“Your heart misleads you.” That’s what my friends and family say.But I love Noah. And he loves me. We met and fell in love in the sleepy farming community of Meadowview, while we rode our horses together through the grassy fields and in those moments in each other’s arms. It should be ROSE & NOAH forever, easy.But it won’t be.Because he’s Amish. And I’m not.
I was immediately intrigued when I heard about Temptation, which came out on July 26th. It’s the story of Rose and Noah, teenage neighbours who fall in love. The hitch is that they live two completely different lifestyles. Rose is an average American girl, and Noah is Amish.
Rose and Noah are up against some pretty serious lifestyle and ideological differences. Being Amish isn’t just about living without technology. Their culture includes strict gender roles, a high level of group mentality, and strict observance of community rules. At one point, Rose’s father refers to the Amish culture as “anti-feminist,” and he isn’t exactly wrong.
In order to be accepted as a couple, Rose would either have to become Amish — a process that would include moving away from home to live with an Amish family — or Noah has to leave his church and become English (the catchall term for all non-Amish people). Neither option is ideal, as Rose would either have to sacrifice her education and hobbies, or Noah would have to leave his family and make it in the world on only an eighth-grade education.
Though Temptation is a sweet love story, I rated it three stars because the plotting didn’t impress me. It’s love at first sight for Noah and Rose, and by that afternoon they’re already thinking about how to be in a relationship. The trajectory of their romance, which quickly goes from “Hey, you’re good looking” to “I want to spend the rest of my life with you,” takes place over the space of just a few weeks. I realize that at Rose and Noah’s age, people fall hard for their first love, but taking the action at a more reasonable pace would have made the story a little more believable.
Rose’s behaviour also got on my nerves after a while. Throughout the middle of the book, Rose cries in practically every scene. It strikes me not only as frivolous, but lazy when an author relies on a teenage character’s tears to convey the gravity of a situation.

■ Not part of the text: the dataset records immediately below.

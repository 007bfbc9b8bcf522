// dispatch.rs - The single path every request takes through the runtime.
//
// 1. Audit the request (redacted before it reaches disk).
// 2. Run the policy gate for the command's side effects.
// 3. On denial, audit the decision and answer with an error; the handler
//    never runs.
// 4. Otherwise run the handler and normalize whatever it returns into a
//    response envelope with latency metrics.

use std::time::Instant;

use serde_json::Value;

use nx_audit::{Actor, AuditEntry, Decision, ResultStatus};
use nx_protocol::{
    Command, ErrorCategory, ErrorCode, NexxonError, RequestEnvelope, ResponseEnvelope,
};

use crate::context::RuntimeContext;
use crate::error::IntoNexxonError;
use crate::gate::{preflight, Denial, Gate};
use crate::handlers::{self, HandlerResult};

/// Dispatch an untyped JSON body.
///
/// Bodies that are not a valid envelope get an `INVALID_ARGS` response and
/// unknown commands get `UNKNOWN_COMMAND`; neither reaches a handler.
pub async fn dispatch_value(ctx: &RuntimeContext, body: Value) -> ResponseEnvelope {
    let started = Instant::now();
    let id = body
        .get("id")
        .and_then(Value::as_str)
        .unwrap_or("unknown")
        .to_string();
    let raw_command = body
        .get("command")
        .and_then(Value::as_str)
        .map(str::to_string);

    match RequestEnvelope::from_value(body) {
        Ok(req) if req.command == Command::Unknown => {
            let name = raw_command.unwrap_or_default();
            let err = NexxonError::new(
                ErrorCode::UnknownCommand,
                format!("Unknown command: {}", name),
            )
            .with_context(name.as_str(), req.args.clone());
            record(ctx, failure_entry(&name, None, &err));
            ResponseEnvelope::error(req.id, &err).with_latency(elapsed_ms(started))
        }
        Ok(req) => dispatch(ctx, req).await,
        Err(err) => {
            tracing::debug!(error = %err.message, "malformed request envelope");
            ResponseEnvelope::error(id, &err).with_latency(elapsed_ms(started))
        }
    }
}

/// Dispatch a parsed request.
pub async fn dispatch(ctx: &RuntimeContext, req: RequestEnvelope) -> ResponseEnvelope {
    let started = Instant::now();
    let command = req.command.as_str();
    let target = audit_target(ctx, &req);

    let entry =
        AuditEntry::new(Actor::User, command).with_target(target.clone(), target_op(req.command));
    if let Err(e) = ctx.audit(&entry) {
        tracing::error!(error = %e, command, "audit append failed, request refused");
        let err = e.into_nexxon().with_context(command, req.args.clone());
        return ResponseEnvelope::error(req.id, &err).with_latency(elapsed_ms(started));
    }

    let (outcome, denied) = match preflight(ctx, &req) {
        Ok(Gate::Pass) => (run_handler(ctx, &req).await, false),
        Ok(Gate::Deny(denial)) => {
            tracing::info!(command, rule = ?denial.rule, "request denied by policy");
            record(ctx, denial_entry(command, target.clone(), &denial));
            (Err(denial.error), true)
        }
        Err(err) => (Err(err), false),
    };

    let response = match outcome {
        Ok(result) => ResponseEnvelope::ok(req.id.clone(), result),
        Err(mut err) => {
            if err.context.command == "unknown" {
                err = err.with_context(command, req.args.clone());
            }
            if !denied {
                // Policy errors raised inside a handler (read limits mid-search,
                // rejected overrides) are audited like gate denials.
                let entry = if err.category == ErrorCategory::Policy {
                    let denial = Denial {
                        error: err.clone(),
                        decision: Decision::Deny,
                        rule: rule_of(&err),
                    };
                    denial_entry(command, target.clone(), &denial)
                } else {
                    failure_entry(command, target.clone(), &err)
                };
                record(ctx, entry);
            }
            tracing::debug!(command, code = err.code.as_u16(), "request failed");
            ResponseEnvelope::error(req.id.clone(), &err)
        }
    };
    response.with_latency(elapsed_ms(started))
}

async fn run_handler(ctx: &RuntimeContext, req: &RequestEnvelope) -> HandlerResult {
    match req.command {
        Command::Whoami => handlers::whoami::handle(ctx, req),
        Command::Validate => handlers::validate::handle(ctx, req),
        Command::Index => handlers::index::handle(ctx, req).await,
        Command::Search => handlers::search::handle(ctx, req).await,
        Command::Plan => handlers::plan::handle(ctx, req).await,
        Command::Diff => handlers::diff::handle(ctx, req).await,
        Command::Apply => handlers::apply::handle(ctx, req),
        Command::Test => handlers::test::handle(ctx, req).await,
        Command::Log => handlers::log::handle(ctx, req),
        Command::Undo => handlers::undo::handle(ctx, req),
        Command::Unknown => Err(NexxonError::new(
            ErrorCode::UnknownCommand,
            "Unknown command: unknown",
        )),
    }
}

fn rule_of(err: &NexxonError) -> Option<String> {
    err.details
        .as_ref()
        .and_then(|d| d.get("rule"))
        .and_then(Value::as_str)
        .map(str::to_string)
}

fn audit_target(ctx: &RuntimeContext, req: &RequestEnvelope) -> Option<String> {
    match req.command {
        Command::Test => Some(
            req.arg_str("cmd")
                .unwrap_or(&ctx.config.test_command)
                .to_string(),
        ),
        Command::Search => req.arg_str("q").map(str::to_string),
        _ => req.arg_str("file").map(|f| ctx.relative_path(f)),
    }
}

fn target_op(command: Command) -> Option<String> {
    let op = match command {
        Command::Apply | Command::Undo => "write",
        Command::Diff | Command::Search | Command::Index => "read",
        Command::Test => "exec",
        _ => return None,
    };
    Some(op.to_string())
}

fn denial_entry(command: &str, target: Option<String>, denial: &Denial) -> AuditEntry {
    AuditEntry::new(Actor::User, command)
        .with_target(target, None)
        .with_policy(denial.decision, denial.rule.clone())
        .with_result(ResultStatus::Error, Some(denial.error.message.clone()))
}

fn failure_entry(command: &str, target: Option<String>, err: &NexxonError) -> AuditEntry {
    AuditEntry::new(Actor::User, command)
        .with_target(target, None)
        .with_result(
            ResultStatus::Error,
            Some(format!("{} {}", err.code.as_u16(), err.message)),
        )
}

/// Append an entry after the request was admitted. Failures are logged only.
fn record(ctx: &RuntimeContext, entry: AuditEntry) {
    if let Err(e) = ctx.audit(&entry) {
        tracing::error!(error = %e, action = %entry.action, "audit append failed");
    }
}

fn elapsed_ms(started: Instant) -> u64 {
    started.elapsed().as_millis() as u64
}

It was also disappointing that Rose, 16, and her older brother Sam, 18, had done so little growing up in the wake of their experiences. Rose reveals in the first chapter that their mother passed away after a battle with cancer, just a few months before the story begins. This didn’t seem to have much effect on them. They still bickered like children and did very little to step up and help their father run the household. I expected more maturity from characters who had watched their mother slowly pass away.

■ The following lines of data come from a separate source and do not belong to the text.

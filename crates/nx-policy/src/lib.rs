//! # nx-policy
//!
//! Policy model and enforcement for Nexxon.
//!
//! A [`PolicyDocument`] is loaded once at startup (from `policy.yaml`) and
//! never mutated. The [`PolicyEnforcer`] evaluates file, network, exec, and
//! rate-limit checks against that document and owns the per-session
//! counters. The [`PolicyHierarchy`] merges org/project/session
//! [`PolicyFragment`]s into an [`EffectivePolicy`] and validates session
//! overrides against it.
//!
//! ## Key invariants
//!
//! - **Deny wins**: a deny/blocked match beats any allow match for the same subject.
//! - **Default deny**: a subject that matches no allow rule is denied.
//! - **Most restrictive merge**: allow lists intersect, deny lists union, limits take the minimum.
//! - **Stable identity**: policy hashes are computed over a sorted-key canonical form.

pub mod document;
pub mod enforcer;
pub mod error;
pub mod hash;
pub mod hierarchy;
pub mod pattern;

pub use document::{
    Approval, ApprovalFragment, ExecFragment, ExecScope, FsFragment, FsScope, Limits,
    LimitsFragment, ModelProvider, Models, NetworkFragment, NetworkScope, PolicyDocument,
    PolicyFragment, Redaction, RedactionAction, RedactionFragment, RedactionPattern, Scope,
    ScopeFragment,
};
pub use enforcer::{confine, DecisionRow, ExecVerdict, PolicyEnforcer, Verdict, RATE_WINDOW};
pub use error::PolicyError;
pub use hash::canonical_hash;
pub use hierarchy::{
    merge_fragments, EffectivePolicy, OverrideMode, OverrideValidation, PolicyHierarchy,
};
pub use pattern::{PatternMatcher, SubjectKind};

Noah, for the most part, is a sweet character. He loves his family, lifestyle, and church, but at the same time he feels restricted by them because these things are barriers to being with Rose. My only complaint about Noah was that the chapters narrated from his perspective didn’t sound convincingly masculine.

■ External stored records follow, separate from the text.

// request.rs - Envelope commands: build a request, send it, render the reply.

use std::path::{Path, PathBuf};

use anyhow::Context;
use clap::{Subcommand, ValueEnum};
use serde_json::Value;

use nx_policy::{OverrideMode, PolicyFragment};
use nx_protocol::{Command, ExitCode, PolicyDirective, RequestEnvelope, ResponseEnvelope};

use crate::client::RuntimeClient;

#[derive(Clone, Copy, Debug, ValueEnum)]
pub enum Mode {
    Restrictive,
    Admin,
}

impl From<Mode> for OverrideMode {
    fn from(mode: Mode) -> Self {
        match mode {
            Mode::Restrictive => OverrideMode::Restrictive,
            Mode::Admin => OverrideMode::Admin,
        }
    }
}

#[derive(Subcommand)]
pub enum RequestCommand {
    /// Ask the provider for a step-by-step plan.
    Plan {
        task: String,
        /// Provider to use instead of the default.
        #[arg(long)]
        model: Option<String>,
        #[arg(long)]
        max_tokens: Option<u64>,
    },
    /// Propose new content for a file and show it as a unified diff.
    Diff {
        file: String,
        task: String,
        #[arg(long)]
        model: Option<String>,
        #[arg(long)]
        max_tokens: Option<u64>,
    },
    /// Write a file through the runtime so it can be undone.
    Apply {
        file: String,
        /// New content, inline.
        #[arg(long, conflicts_with = "from")]
        content: Option<String>,
        /// Read new content from this local file.
        #[arg(long)]
        from: Option<PathBuf>,
        /// Show the patch without writing anything.
        #[arg(long)]
        dry_run: bool,
    },
    /// Run the test command.
    Test {
        /// Command to run (defaults to the runtime's configured command).
        #[arg(long)]
        cmd: Option<String>,
        /// Timeout in milliseconds.
        #[arg(long)]
        timeout: Option<u64>,
        /// Confirm a command the policy marks as needing confirmation.
        #[arg(long)]
        yes: bool,
    },
    /// Search project files.
    Search {
        query: String,
        /// Use semantic search when available.
        #[arg(long)]
        semantic: bool,
    },
    /// List the files the policy lets the agent see.
    Index {
        /// Also build the semantic index.
        #[arg(long)]
        vectors: bool,
    },
    /// Show recent audit entries.
    Log {
        #[arg(long, default_value = "50")]
        limit: u64,
    },
    /// Show the caller identity and active policy hash.
    Whoami {
        /// Include decisions for a fixed set of sample subjects.
        #[arg(long)]
        policy_trace: bool,
    },
    /// Revert the most recent applies.
    Undo {
        #[arg(long, default_value = "1")]
        steps: u64,
    },
    /// Check a policy override (YAML or JSON fragment) against the project policy.
    Validate {
        #[arg(long)]
        overrides: Option<PathBuf>,
        #[arg(long, value_enum, default_value = "restrictive")]
        mode: Mode,
        #[arg(long)]
        reason: Option<String>,
    },
}

impl RequestCommand {
    pub fn command(&self) -> Command {
        match self {
            RequestCommand::Plan { .. } => Command::Plan,
            RequestCommand::Diff { .. } => Command::Diff,
            RequestCommand::Apply { .. } => Command::Apply,
            RequestCommand::Test { .. } => Command::Test,
            RequestCommand::Search { .. } => Command::Search,
            RequestCommand::Index { .. } => Command::Index,
            RequestCommand::Log { .. } => Command::Log,
            RequestCommand::Whoami { .. } => Command::Whoami,
            RequestCommand::Undo { .. } => Command::Undo,
            RequestCommand::Validate { .. } => Command::Validate,
        }
    }

    pub fn to_envelope(&self) -> anyhow::Result<RequestEnvelope> {
        let mut req = RequestEnvelope::new(self.command());
        match self {
            RequestCommand::Plan {
                task,
                model,
                max_tokens,
            } => {
                req = req.with_arg("task", task.as_str());
                req = with_optional(req, "model", model.clone());
                req = with_optional(req, "max_tokens", *max_tokens);
            }
            RequestCommand::Diff {
                file,
                task,
                model,
                max_tokens,
            } => {
                req = req.with_arg("file", file.as_str()).with_arg("task", task.as_str());
                req = with_optional(req, "model", model.clone());
                req = with_optional(req, "max_tokens", *max_tokens);
            }
            RequestCommand::Apply {
                file,
                content,
                from,
                dry_run,
            } => {
                let content = match (content, from) {
                    (Some(inline), _) => inline.clone(),
                    (None, Some(path)) => std::fs::read_to_string(path)
                        .with_context(|| format!("failed to read {}", path.display()))?,
                    (None, None) => anyhow::bail!("apply needs --content or --from"),
                };
                req = req
                    .with_arg("file", file.as_str())
                    .with_arg("content", content)
                    .with_arg("dry_run", *dry_run);
            }
            RequestCommand::Test { cmd, timeout, yes } => {
                req = with_optional(req, "cmd", cmd.clone());
                req = with_optional(req, "timeout", *timeout);
                if *yes {
                    req = req.with_arg("confirmed", true);
                }
            }
            RequestCommand::Search { query, semantic } => {
                req = req.with_arg("q", query.as_str()).with_arg("semantic", *semantic);
            }
            RequestCommand::Index { vectors } => {
                req = req.with_arg("vectors", *vectors);
            }
            RequestCommand::Log { limit } => {
                req = req.with_arg("limit", *limit);
            }
            RequestCommand::Whoami { policy_trace } => {
                req = req.with_arg("policy_trace", *policy_trace);
            }
            RequestCommand::Undo { steps } => {
                req = req.with_arg("steps", *steps);
            }
            RequestCommand::Validate {
                overrides,
                mode,
                reason,
            } => {
                let overrides = overrides.as_deref().map(load_fragment).transpose()?;
                req = req.with_policy(PolicyDirective {
                    overrides,
                    override_mode: (*mode).into(),
                    override_reason: reason.clone(),
                });
            }
        }
        Ok(req)
    }
}

fn with_optional<T: Into<Value>>(req: RequestEnvelope, key: &str, value: Option<T>) -> RequestEnvelope {
    match value {
        Some(v) => req.with_arg(key, v),
        None => req,
    }
}

/// YAML is a superset of JSON, so one parser reads both.
fn load_fragment(path: &Path) -> anyhow::Result<PolicyFragment> {
    let text = std::fs::read_to_string(path)
        .with_context(|| format!("failed to read {}", path.display()))?;
    serde_yaml::from_str(&text).with_context(|| format!("invalid policy fragment in {}", path.display()))
}

pub fn execute(cmd: &RequestCommand, client: &RuntimeClient, json: bool) -> anyhow::Result<ExitCode> {
    let request = cmd.to_envelope()?;
    let response = client.send(&request)?;

    if json {
        println!("{}", serde_json::to_string_pretty(&response)?);
    } else {
        render(cmd.command(), &response);
    }
    Ok(ExitCode::for_response(cmd.command(), &response))
}

fn render(command: Command, response: &ResponseEnvelope) {
    if let Some(error) = &response.error {
        eprintln!("error [{}]: {}", error.code, error.message);
        for suggestion in &error.help.suggestions {
            eprintln!("  - {}", suggestion);
        }
        eprintln!("  docs: {}", error.help.docs);
        return;
    }
    let Some(result) = &response.result else {
        return;
    };
    for line in summary(command, result) {
        println!("{}", line);
    }
}

fn text(value: &Value) -> String {
    match value {
        Value::String(s) => s.clone(),
        Value::Null => "-".to_string(),
        other => other.to_string(),
    }
}

/// Human-readable lines for a successful result.
fn summary(command: Command, result: &Value) -> Vec<String> {
    let mut out = Vec::new();
    match command {
        Command::Plan => {
            if let Some(steps) = result["plan_steps"].as_array() {
                for (i, step) in steps.iter().enumerate() {
                    out.push(format!("{}. {}", i + 1, text(step)));
                }
            }
            out.push(format!("confidence: {}", text(&result["confidence"])));
            if result["provider_error"].is_object() {
                out.push(format!(
                    "provider error: {} (fallback plan)",
                    text(&result["provider_error"]["message"])
                ));
            }
        }
        Command::Diff => {
            if result["has_changes"].as_bool() == Some(true) {
                out.push(text(&result["patch"]));
            } else {
                out.push(format!("No changes proposed for {}", text(&result["file"])));
            }
        }
        Command::Apply => {
            if result["applied"].as_bool() == Some(true) {
                out.push(format!("Applied {} (record {})", text(&result["file"]), text(&result["record_id"])));
            } else {
                out.push(format!("Dry run for {}:", text(&result["file"])));
                out.push(text(&result["patch"]));
            }
        }
        Command::Test => {
            let stdout = text(&result["stdout"]);
            if !stdout.is_empty() {
                out.push(stdout);
            }
            let stderr = text(&result["stderr"]);
            if !stderr.is_empty() {
                out.push(stderr);
            }
            let verdict = if result["success"].as_bool() == Some(true) {
                "passed"
            } else {
                "failed"
            };
            out.push(format!("Tests {} (exit {})", verdict, text(&result["exit_code"])));
        }
        Command::Search => {
            for m in result["matches"].as_array().into_iter().flatten() {
                match m.get("line") {
                    Some(line) => out.push(format!("{}:{}: {}", text(&m["file"]), line, text(&m["text"]))),
                    None => out.push(format!("{} ({}): {}", text(&m["file"]), text(&m["relevance"]), text(&m["text"]))),
                }
            }
            if let Some(note) = result["note"].as_str() {
                out.push(format!("note: {}", note));
            }
        }
        Command::Index => {
            out.push(format!("{} file(s) indexed", text(&result["indexed_files"])));
            for file in result["files"].as_array().into_iter().flatten() {
                out.push(format!("  {}", text(file)));
            }
        }
        Command::Log => {
            for entry in result["entries"].as_array().into_iter().flatten() {
                out.push(format!(
                    "{:<28} {:<6} {:<10} {}",
                    text(&entry["ts"]),
                    text(&entry["actor"]),
                    text(&entry["action"]),
                    entry["target"]["path"].as_str().unwrap_or("-"),
                ));
            }
        }
        Command::Whoami => {
            out.push(format!("user:   {}", text(&result["identity"]["sub"])));
            out.push(format!("org:    {}", text(&result["identity"]["org"])));
            out.push(format!("policy: {}", text(&result["policy_hash"])));
            for row in result["policy_trace"]["decisions"].as_array().into_iter().flatten() {
                out.push(format!(
                    "  {} {} -> {} ({})",
                    text(&row["action"]),
                    text(&row["subject"]),
                    text(&row["decision"]),
                    text(&row["rule"]),
                ));
            }
        }
        Command::Undo => match result["message"].as_str() {
            Some(message) => out.push(message.to_string()),
            None => {
                out.push(format!(
                    "Reverted {} step(s) via {}",
                    text(&result["steps"]),
                    text(&result["method"])
                ));
                for conflict in result["conflicts"].as_array().into_iter().flatten() {
                    out.push(format!("  conflict: {}", text(conflict)));
                }
            }
        },
        Command::Validate => {
            out.push(format!(
                "Override valid; effective hash {}",
                text(&result["policy_trace"]["effective_hash"])
            ));
        }
        Command::Unknown => out.push(result.to_string()),
    }
    out
}

#[cfg(test)]
mod tests {
    use super::*;
    use serde_json::json;

    #[test]
    fn apply_reads_content_from_file() {
        let dir = tempfile::tempdir().unwrap();
        let source = dir.path().join("new.rs");
        std::fs::write(&source, "fn main() {}\n").unwrap();

        let cmd = RequestCommand::Apply {
            file: "src/main.rs".into(),
            content: None,
            from: Some(source),
            dry_run: true,
        };
        let req = cmd.to_envelope().unwrap();
        assert_eq!(req.command, Command::Apply);
        assert_eq!(req.arg_str("content"), Some("fn main() {}\n"));
        assert!(req.arg_bool("dry_run"));
    }

    #[test]
    fn apply_without_content_is_rejected_locally() {
        let cmd = RequestCommand::Apply {
            file: "a".into(),
            content: None,
            from: None,
            dry_run: false,
        };
        assert!(cmd.to_envelope().is_err());
    }

    #[test]
    fn validate_carries_override_fragment() {
        let dir = tempfile::tempdir().unwrap();
        let path = dir.path().join("override.yaml");
        std::fs::write(&path, "limits:\n  tokens_per_session: 5000\n").unwrap();

        let cmd = RequestCommand::Validate {
            overrides: Some(path),
            mode: Mode::Admin,
            reason: Some("load test".into()),
        };
        let req = cmd.to_envelope().unwrap();
        let policy = req.policy.unwrap();
        assert_eq!(policy.override_mode, OverrideMode::Admin);
        assert_eq!(
            policy.overrides.unwrap().limits.unwrap().tokens_per_session,
            Some(5000)
        );
    }

    #[test]
    fn test_flags_map_to_args() {
        let cmd = RequestCommand::Test {
            cmd: Some("cargo test".into()),
            timeout: Some(1000),
            yes: true,
        };
        let req = cmd.to_envelope().unwrap();
        assert_eq!(req.arg_str("cmd"), Some("cargo test"));
        assert_eq!(req.arg_u64("timeout"), Some(1000));
        assert!(req.arg_bool("confirmed"));
    }

    #[test]
    fn summaries_render_key_fields() {
        let lines = summary(
            Command::Test,
            &json!({ "stdout": "", "stderr": "boom", "exit_code": 1, "success": false }),
        );
        assert_eq!(lines, vec!["boom".to_string(), "Tests failed (exit 1)".to_string()]);

        let lines = summary(
            Command::Undo,
            &json!({ "reverted": false, "message": "No apply records to undo" }),
        );
        assert_eq!(lines, vec!["No apply records to undo".to_string()]);
    }
}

It’s no fault of the author, but after reading the first few pages it’s easy for readers to spot the typo on the back cover — it’s spelled “Meadowview” in the flap copy and “Meadow View” in the text. When a problem like that pops up so soon, it throws the whole quality of the book into question. I didn’t spot any glaring errors after that, but it does get the reading experience off to a shaky start.
Temptation will likely appeal to fans of Picoult’s Plain Truth, but is a much more lighthearted read. This book is part of a series, and in its sequel we’ll see the consequences of Rose and Noah’s decision to pursue a relationship on common ground. While I wasn’t totally thrilled by the first book, I will more than likely read the second to see where these characters end up.